Endro membantu Miko untuk berdiri. Ini kali pertama Miko marah pada Lakra, sebelumnya tidak pernah seperti ini. Pertanyaan-pertanyaan tidak masuk akal mulai melintas di benaknya.

"Bener kata Tama, lo balik aja mending. Tadi sore aja lo abis kalut banget. Pasti nih masih nggak ke kontrol emosi lo," ujar Endro pada Miko.

"Pawang lo udah balik, Ko. Nggak bakal ada yang redamin emosi lo kalo lo masih tetep di sini. Mending balik dulu, kontrol emosi lo. Kalo udah mendingan kita obrolin lagi masalah penyelidikan ini," ujar Akmal ikut berargumen.

"Lo semua mau gue keluar dari Vektor?"

Tama kembali memberi bogeman pada rahang Miko. Malam ini Miko sukses memancing emosinya. Cowok di hadapannya ini seperti bukan Miko yang ia kenal.

"Lo kenapa sih, Ko?" tanya Tama kesal. "Kalo ngomong jangan ngawur!"

Miko tertawa sinis dan berjalan cepat menuju sofa tadi. Menyambar kunci motor dan jaketnya, kemudian berlalu pergi tanpa meninggalkan sepatah kata apa pun.

"Hari ini bener-bener nggak jelas dia," ujar Akmal tidak mengerti lagi dengan sikap Miko yang berubah hari ini.
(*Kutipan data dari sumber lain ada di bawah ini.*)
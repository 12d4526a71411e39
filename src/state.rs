use std::sync::Arc;

use crate::inventory::InventoryStore;
use crate::sheets::OrderLog;
use crate::staging::StagingStore;

/// Application state holding the injected collaborators.
///
/// Everything behind a trait object so tests (and future durable backends)
/// can swap implementations without touching the handlers.
#[derive(Clone)]
pub struct AppState {
    pub staging: Arc<dyn StagingStore>,
    pub inventory: Arc<dyn InventoryStore>,
    pub log: Arc<dyn OrderLog>,
}
//! Test utilities and fixtures for Penfolio integration tests

#![allow(dead_code)]

use std::collections::HashMap;
use std::sync::atomic::{AtomicBool, Ordering};
use std::sync::{Arc, Mutex};

use async_trait::async_trait;
use axum::body::{to_bytes, Body, Bytes};
use axum::http::{header, Method, Request, StatusCode};
use axum::Router;
use tower::ServiceExt;
use tower_http::cors::{Any, CorsLayer};

pub use penfolio::error::AppError;
pub use penfolio::inventory::{pen_key, trinket_key, InventoryStore};
pub use penfolio::models::*;
pub use penfolio::sheets::OrderLog;
pub use penfolio::staging::{MemoryStaging, StagingStore};
pub use penfolio::state::AppState;

/// In-memory stand-in for the Firebase inventory store. Counters behave
/// like the real thing: absent keys read as zero before the decrement.
#[derive(Default)]
pub struct FakeInventory {
    counters: Mutex<HashMap<String, i64>>,
    failing: AtomicBool,
}

impl FakeInventory {
    pub fn set(&self, key: &str, value: i64) {
        self.counters.lock().unwrap().insert(key.to_string(), value);
    }

    pub fn get(&self, key: &str) -> Option<i64> {
        self.counters.lock().unwrap().get(key).copied()
    }

    /// Make every subsequent decrement fail, simulating a store outage.
    pub fn set_failing(&self, failing: bool) {
        self.failing.store(failing, Ordering::SeqCst);
    }
}

#[async_trait]
impl InventoryStore for FakeInventory {
    async fn decrement(&self, key: &str) -> Result<i64, AppError> {
        if self.failing.load(Ordering::SeqCst) {
            return Err(AppError::Collaborator("inventory store unavailable".into()));
        }
        let mut counters = self.counters.lock().unwrap();
        let entry = counters.entry(key.to_string()).or_insert(0);
        *entry -= 1;
        Ok(*entry)
    }
}

/// In-memory stand-in for the spreadsheet log. Rows are captured as
/// `(pen, joined trinket labels)`.
#[derive(Default)]
pub struct FakeLog {
    rows: Mutex<Vec<(String, String)>>,
    failing: AtomicBool,
}

impl FakeLog {
    pub fn rows(&self) -> Vec<(String, String)> {
        self.rows.lock().unwrap().clone()
    }

    pub fn set_failing(&self, failing: bool) {
        self.failing.store(failing, Ordering::SeqCst);
    }
}

#[async_trait]
impl OrderLog for FakeLog {
    async fn append(&self, pen: &str, trinkets: &[TrinketRef]) -> Result<(), AppError> {
        if self.failing.load(Ordering::SeqCst) {
            return Err(AppError::Collaborator("sheet append failed".into()));
        }
        self.rows
            .lock()
            .unwrap()
            .push((pen.to_string(), joined_labels(trinkets)));
        Ok(())
    }
}

pub struct TestApp {
    pub app: Router,
    pub staging: Arc<MemoryStaging>,
    pub inventory: Arc<FakeInventory>,
    pub log: Arc<FakeLog>,
}

/// Build the full router, with the same CORS layer the server applies,
/// over fake collaborators.
pub fn test_app() -> TestApp {
    let staging = Arc::new(MemoryStaging::new());
    let inventory = Arc::new(FakeInventory::default());
    let log = Arc::new(FakeLog::default());

    let state = AppState {
        staging: staging.clone(),
        inventory: inventory.clone(),
        log: log.clone(),
    };

    let cors = CorsLayer::new()
        .allow_origin(Any)
        .allow_methods([Method::POST, Method::GET, Method::OPTIONS])
        .allow_headers([header::CONTENT_TYPE]);

    let app = penfolio::handlers::router().layer(cors).with_state(state);

    TestApp { app, staging, inventory, log }
}

/// Send a JSON POST and return the response status and raw body.
pub async fn post_json(
    app: &Router,
    path: &str,
    body: serde_json::Value,
) -> (StatusCode, Bytes) {
    let request = Request::builder()
        .method(Method::POST)
        .uri(path)
        .header(header::CONTENT_TYPE, "application/json")
        .body(Body::from(body.to_string()))
        .unwrap();

    let response = app.clone().oneshot(request).await.unwrap();
    let status = response.status();
    let bytes = to_bytes(response.into_body(), usize::MAX).await.unwrap();
    (status, bytes)
}

/// Send a GET and return the response status and raw body.
pub async fn get(app: &Router, path: &str) -> (StatusCode, Bytes) {
    let request = Request::builder()
        .method(Method::GET)
        .uri(path)
        .body(Body::empty())
        .unwrap();

    let response = app.clone().oneshot(request).await.unwrap();
    let status = response.status();
    let bytes = to_bytes(response.into_body(), usize::MAX).await.unwrap();
    (status, bytes)
}

pub fn json(bytes: &Bytes) -> serde_json::Value {
    serde_json::from_slice(bytes).expect("response body was not JSON")
}

/// Stage a customization and return its tempOrderId.
pub async fn stage_order(app: &Router, body: serde_json::Value) -> String {
    let (status, bytes) = post_json(app, "/temp-save", body).await;
    assert_eq!(status, StatusCode::OK);
    json(&bytes)["tempOrderId"]
        .as_str()
        .expect("missing tempOrderId")
        .to_string()
}
use axum::{extract::State, Json};

use crate::error::{AppError, Result};
use crate::inventory;
use crate::models::{Customization, WebhookRequest, WebhookResponse};
use crate::state::AppState;

/// The only payment status that triggers finalization.
pub const PAYMENT_SUCCESS: &str = "success";

/// POST /payment-webhook — finalize a staged order on successful payment.
///
/// The status check runs before the existence lookup, so a non-success
/// notification is rejected even for ids that were never staged. The staged
/// entry is consumed atomically up front; if a collaborator call then fails
/// it is put back, leaving the order retryable by the processor's own
/// webhook retry policy.
pub async fn payment_webhook(
    State(state): State<AppState>,
    Json(request): Json<WebhookRequest>,
) -> Result<Json<WebhookResponse>> {
    tracing::info!(
        "Webhook received: tempOrderId={} paymentStatus={}",
        request.temp_order_id,
        request.payment_status
    );

    if request.payment_status != PAYMENT_SUCCESS {
        return Err(AppError::PaymentRejected);
    }

    let customization = state.staging.take(&request.temp_order_id).await?;

    if let Err(e) = finalize(&state, &customization).await {
        state
            .staging
            .restore(&request.temp_order_id, customization)
            .await;
        tracing::error!(
            "Finalization failed for tempOrderId {}: {}",
            request.temp_order_id,
            e
        );
        return Err(e);
    }

    Ok(Json(WebhookResponse {
        message: "Inventory updated and order logged.".to_string(),
    }))
}

/// Decrement inventory, then append the log row. Counters already
/// decremented are not compensated when a later step fails.
async fn finalize(state: &AppState, customization: &Customization) -> Result<()> {
    inventory::decrement_for_order(state.inventory.as_ref(), customization).await?;
    state
        .log
        .append(&customization.pen, &customization.trinkets)
        .await?;
    Ok(())
}
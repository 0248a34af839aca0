use crate::models::{AppState, RateUpdate};
use crate::AppError;
use axum::extract::{Path, State};
use axum::response::IntoResponse;
use axum::Json;
use http::StatusCode;
use serde_json::json;

pub(super) async fn rates(State(state): State<AppState>) -> impl IntoResponse {
    match state.rate_storage.get_all().await {
        Ok(rates) => (StatusCode::OK, Json(json!({ "rates": rates }))).into_response(),
        Err(err) => {
            tracing::error!("Ошибка чтения курсов: {err}");
            (
                StatusCode::INTERNAL_SERVER_ERROR,
                Json(json!({ "error": "Failed to fetch rates" })),
            )
                .into_response()
        }
    }
}

pub(super) async fn update_rate(
    State(state): State<AppState>,
    Path(id): Path<i32>,
    Json(payload): Json<RateUpdate>,
) -> impl IntoResponse {
    if !payload.is_valid() {
        return (
            StatusCode::BAD_REQUEST,
            Json(json!({ "error": "tryRate must be a positive number" })),
        )
            .into_response();
    }
    match state.rate_storage.update(id, payload.try_rate).await {
        Ok(Some(rate)) => (StatusCode::OK, Json(json!(rate))).into_response(),
        Ok(None) => {
            let err = AppError::NotFound(format!("rate {id}"));
            (StatusCode::NOT_FOUND, Json(json!({ "error": err.to_string() }))).into_response()
        }
        Err(err) => {
            tracing::error!("Ошибка обновления курса {id}: {err}");
            (
                StatusCode::INTERNAL_SERVER_ERROR,
                Json(json!({ "error": "Failed to update rate" })),
            )
                .into_response()
        }
    }
}
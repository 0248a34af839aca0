use serde::Serialize;

#[derive(Debug, Serialize, thiserror::Error)]
pub enum AppError {
    #[error("text does not match '<amount> <FROM> to <TO>'")]
    NoMatch,
    #[error("amount must be a positive number")]
    InvalidAmount,
    #[error("unknown currency: {0}")]
    UnknownCurrency(String),
    #[error("rate lookup failed: {0}")]
    RateLookupFailed(String),
    #[error("persistence failed: {0}")]
    PersistenceFailed(String),
    #[error("reply to chat platform failed: {0}")]
    UpstreamReplyFailed(String),
    #[error("configuration error: {0}")]
    Config(String),
    #[error("{0} not found")]
    NotFound(String),
}

pub type Result<T> = core::result::Result<T, AppError>;

impl From<sqlx::Error> for AppError {
    fn from(value: sqlx::Error) -> Self {
        Self::PersistenceFailed(value.to_string())
    }
}
impl From<sqlx::migrate::MigrateError> for AppError {
    fn from(value: sqlx::migrate::MigrateError) -> Self {
        Self::PersistenceFailed(value.to_string())
    }
}
impl From<teloxide::RequestError> for AppError {
    fn from(value: teloxide::RequestError) -> Self {
        Self::UpstreamReplyFailed(value.to_string())
    }
}
mod pending;
mod rate;
mod transaction;
mod user;

use std::sync::Arc;

use sqlx::postgres::PgPoolOptions;
use tracing::info;

use crate::{
    models::{
        NewTransaction, PendingConversion, Rate, RateTable, Stats, Transaction, TransactionFilter,
        TransactionView, User, UserProfile,
    },
    Result,
};

const MAX_CONNECTIONS: u32 = 5;

#[async_trait::async_trait]
pub trait RateStorage: Send + Sync {
    /// Все курсы, отсортированные по символу
    async fn get_all(&self) -> Result<Vec<Rate>>;
    /// Свежий снимок курсов для конвертации
    async fn table(&self) -> Result<RateTable>;
    /// Меняет курс и время обновления, `None` если строки с таким id нет
    async fn update(&self, id: i32, try_rate: f64) -> Result<Option<Rate>>;
}

#[async_trait::async_trait]
pub trait TransactionStorage: Send + Sync {
    /// Повторная запись с тем же id возвращает уже сохранённую строку
    async fn record(&self, transaction: NewTransaction) -> Result<Transaction>;
    /// Новые сверху, вместе с профилем пользователя
    async fn list(&self, filter: TransactionFilter) -> Result<Vec<TransactionView>>;
    async fn stats(&self) -> Result<Stats>;
}

#[async_trait::async_trait]
pub trait UserStorage: Send + Sync {
    async fn upsert(&self, profile: &UserProfile) -> Result<User>;
    async fn get_all(&self) -> Result<Vec<User>>;
}

#[async_trait::async_trait]
pub trait PendingStorage: Send + Sync {
    async fn set(&self, pending: PendingConversion) -> Result<()>;
    async fn get(&self, user_id: i64) -> Result<Option<PendingConversion>>;
    async fn clear(&self, user_id: i64) -> Result<()>;
}

#[derive(Clone)]
pub struct Storage {
    pool: sqlx::PgPool,
}

impl Storage {
    pub fn new(pool: sqlx::PgPool) -> Arc<Self> {
        Arc::new(Self { pool })
    }
    /// Подключается к базе и применяет миграции
    pub async fn connect(database_url: &str) -> Result<Arc<Self>> {
        let pool = PgPoolOptions::new()
            .max_connections(MAX_CONNECTIONS)
            .connect(database_url)
            .await?;
        info!("Подключилась к базе данных");
        migrate(&pool).await?;
        Ok(Self::new(pool))
    }
}

pub async fn migrate(pool: &sqlx::PgPool) -> Result<()> {
    sqlx::migrate!().run(pool).await?;
    info!("Миграции применены");
    Ok(())
}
"Dia tiba-tiba emosi sendiri," tambah Endro.

"Bingung kan lo, Ndro?" tanya Akmal. Endro mengangguk. "Sama gue juga. Bingung banget malah!"

"Tadi habis ngobrol berdua sama Dania dia. Sampe Dania nangis-nangis nggak tau ngobrolin apaan," ujar Endro tadi tidak sengaja mendengar suara tangisan Dania di samping WOP.

"Masalah cewek kalo di bawa sampe ke urusan penting begini emang agak ngeselin, Cok!" ujar Akmal jadi kesal sendiri.

"Miko lagi banyak pikiran. Diemin dulu," ujar Tama. "Jangan lo masukin hati, Kra, kata-kata dia."

Lakra hanya diam. Kemarahan Miko padanya tidak terlalu penting. Yang terpenting sekarang penyelidikannya bersama sang papa harus berjalan lancar dan segera menemukan dalang di balik semua permasalahan ini.

"Gue bakal off dari Vektor buat beberapa waktu ke depan. Gue bakal balik lagi ke Vektor bawa bukti-bukti akurat biar lo semua tau apa yang sebenarnya terjadi," ujar Lakra panjang tetapi masih dengan aksen dinginnya.

"Harus off dari Vektor?" tanya Tama tidak ingin Lakra mengambil langkah itu karena ucapan Miko tadi.

Lakra mengangguk.

"Lo yakin, Kra?"

"Yakin," jawab Lakra. "Gue bakal usut tuntas kasus ini dan temuin siapa pengkhianat di Vektor."